• **Exercise objective**:
Search the entries below. Return every line that has "each" in it.

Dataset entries
•••••

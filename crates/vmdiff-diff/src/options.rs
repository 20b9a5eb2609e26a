use serde::{Deserialize, Serialize};

/// Toggles for the filesystem differ.
#[derive(Clone, Debug, PartialEq, Eq, Serialize, Deserialize)]
#[serde(default)]
pub struct DiffOptions {
    /// Compare and show type, owner, group and mode.
    pub use_stat: bool,
    /// Compare timestamps when scanning for changed keys.
    pub use_times: bool,
    /// Compare and show extended attributes.
    pub use_attributes: bool,
    /// Diff file contents.
    pub use_contents: bool,
    /// Compare full-content digests when scanning for changed keys.
    pub use_hashes: bool,
    /// Emit a timestamp hunk in each diff.
    pub show_times: bool,
    /// Drop entities that are binary on either side.
    pub ignore_binary: bool,
    /// Drop directory entities.
    pub ignore_directories: bool,
    /// Drop files whose only differences are metadata.
    pub ignore_contents_unchanged: bool,
    /// List only keys present on both sides.
    pub only_changed_files: bool,
    /// Unchanged lines kept around each content change.
    pub context_lines: usize,
}

impl Default for DiffOptions {
    fn default() -> Self {
        Self {
            use_stat: true,
            use_times: true,
            use_attributes: true,
            use_contents: true,
            use_hashes: false,
            show_times: false,
            ignore_binary: true,
            ignore_directories: false,
            ignore_contents_unchanged: false,
            only_changed_files: false,
            context_lines: 0,
        }
    }
}

impl DiffOptions {
    /// Options that diff every dimension, binaries included.
    pub fn everything() -> Self {
        Self {
            use_hashes: true,
            show_times: true,
            ignore_binary: false,
            ..Self::default()
        }
    }

    /// Packed boolean toggles, stable across releases. Used to derive cache
    /// directory names.
    pub fn bitfield(&self) -> u16 {
        [
            self.use_stat,
            self.use_times,
            self.use_attributes,
            self.use_contents,
            self.use_hashes,
            self.show_times,
            self.ignore_binary,
            self.ignore_directories,
            self.ignore_contents_unchanged,
            self.only_changed_files,
        ]
        .iter()
        .enumerate()
        .fold(0, |bits, (i, &on)| if on { bits | (1 << i) } else { bits })
    }
}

•••••

• **Solution for this task**:
    /// Emit a timestamp hunk in each diff.
    /// Unchanged lines kept around each content change.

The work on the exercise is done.